Input material –

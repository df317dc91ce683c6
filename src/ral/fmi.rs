//! Register block for one H2FMI bus instance.
//!
//! Each of the two FMI buses exposes the same 2 KiB window, split into
//! three sub-blocks: the FMI transfer engine at +0x000, the FMC NAND
//! sequencer at +0x400 and the ECC engine at +0x800. Offsets are part of
//! the hardware contract and are listed next to every register.

use super::register::RWRegister;

/// H2FMI register block
#[allow(missing_debug_implementations)]
#[repr(C)]
pub struct RegisterBlock {
    /// 0x000: page format (sector count, ECC byte layout)
    pub FMI_CONFIG: RWRegister<u32>,
    /// 0x004: transfer engine control
    pub FMI_CTRL: RWRegister<u32>,
    /// 0x008: transfer engine status; bit 2 set while the engine is busy
    pub FMI_STATUS: RWRegister<u32>,
    /// 0x00C: interrupt pending, write-one-to-clear; bit 1 page done,
    /// bit 8 last sector streamed
    pub FMI_INT_PEND: RWRegister<u32>,
    /// 0x010: interrupt / completion source select
    pub FMI_INT_EN: RWRegister<u32>,
    /// 0x014: page data FIFO window (DMA peripheral address)
    pub FMI_DATA_BUF: RWRegister<u32>,
    /// 0x018: spare metadata FIFO window (DMA peripheral address)
    pub FMI_META_BUF: RWRegister<u32>,
    _reserved0: [u32; 249],
    /// 0x400: FMC sequencer enable; writing 1 re-arms it after reset
    pub FMC_ON: RWRegister<u32>,
    /// 0x404: sequencer revision
    pub FMC_VER: RWRegister<u32>,
    /// 0x408: NAND interface timing; packed setup/hold/pulse nibbles
    pub FMC_IF_CTRL: RWRegister<u32>,
    /// 0x40C: chip-enable mask, one bit per CE on this half-bus
    pub FMC_CE_CTRL: RWRegister<u32>,
    /// 0x410: command byte(s) for the next transaction
    pub FMC_CMD: RWRegister<u32>,
    /// 0x414: transaction trigger; bit 0 command, bit 1 address,
    /// bit 3 wait-ready, 0x50 streams one data byte
    pub FMC_RW_CTRL: RWRegister<u32>,
    /// 0x418: transaction status, write-one-to-clear
    pub FMC_STATUS: RWRegister<u32>,
    /// 0x41C: address cycles 2.. (row high byte)
    pub FMC_ADDR1: RWRegister<u32>,
    _reserved1: [u32; 1],
    /// 0x424: data cycle count
    pub FMC_DNUM: RWRegister<u32>,
    /// 0x428: address cycles 0..1, packed into the upper half-word
    pub FMC_ADDR0: RWRegister<u32>,
    /// 0x42C: address cycle count
    pub FMC_ANUM: RWRegister<u32>,
    _reserved2: [u32; 4],
    /// 0x440: ready-busy timeout control
    pub FMC_TO_CTRL: RWRegister<u32>,
    _reserved3: [u32; 1],
    /// 0x448: NAND status / streamed data byte window
    pub FMC_NAND_STATUS: RWRegister<u32>,
    /// 0x44C: status compare value and mask for batched status reads
    pub FMC_STATUS_MATCH: RWRegister<u32>,
    _reserved4: [u32; 238],
    /// 0x808: ECC correction strength, bits [12:8]
    pub ECC_CFG: RWRegister<u32>,
    /// 0x80C: per-sector ECC result FIFO; bit 0 uncorrectable,
    /// bits [20:16] corrected-bit count
    pub ECC_RESULT: RWRegister<u32>,
    /// 0x810: per-page ECC summary; bit 3 uncorrectable sectors seen,
    /// bit 6 page blank, write-back to acknowledge
    pub ECC_PND: RWRegister<u32>,
    /// 0x814: ECC core hold; writing 0 releases the core
    pub ECC_RESET: RWRegister<u32>,
}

Task description – Repeat exactly the lines from the first line of the records above through the line containing "it after reset", both included, and nothing else.

Written response –
repository df317dc91ce683c6
filename src/ral/fmi.rs
//! Register block for one H2FMI bus instance.
//!
//! Each of the two FMI buses exposes the same 2 KiB window, split into
//! three sub-blocks: the FMI transfer engine at +0x000, the FMC NAND
//! sequencer at +0x400 and the ECC engine at +0x800. Offsets are part of
//! the hardware contract and are listed next to every register.

use super::register::RWRegister;

/// H2FMI register block
#[allow(missing_debug_implementations)]
#[repr(C)]
pub struct RegisterBlock {
    /// 0x000: page format (sector count, ECC byte layout)
    pub FMI_CONFIG: RWRegister<u32>,
    /// 0x004: transfer engine control
    pub FMI_CTRL: RWRegister<u32>,
    /// 0x008: transfer engine status; bit 2 set while the engine is busy
    pub FMI_STATUS: RWRegister<u32>,
    /// 0x00C: interrupt pending, write-one-to-clear; bit 1 page done,
    /// bit 8 last sector streamed
    pub FMI_INT_PEND: RWRegister<u32>,
    /// 0x010: interrupt / completion source select
    pub FMI_INT_EN: RWRegister<u32>,
    /// 0x014: page data FIFO window (DMA peripheral address)
    pub FMI_DATA_BUF: RWRegister<u32>,
    /// 0x018: spare metadata FIFO window (DMA peripheral address)
    pub FMI_META_BUF: RWRegister<u32>,
    _reserved0: [u32; 249],
    /// 0x400: FMC sequencer enable; writing 1 re-arms it after reset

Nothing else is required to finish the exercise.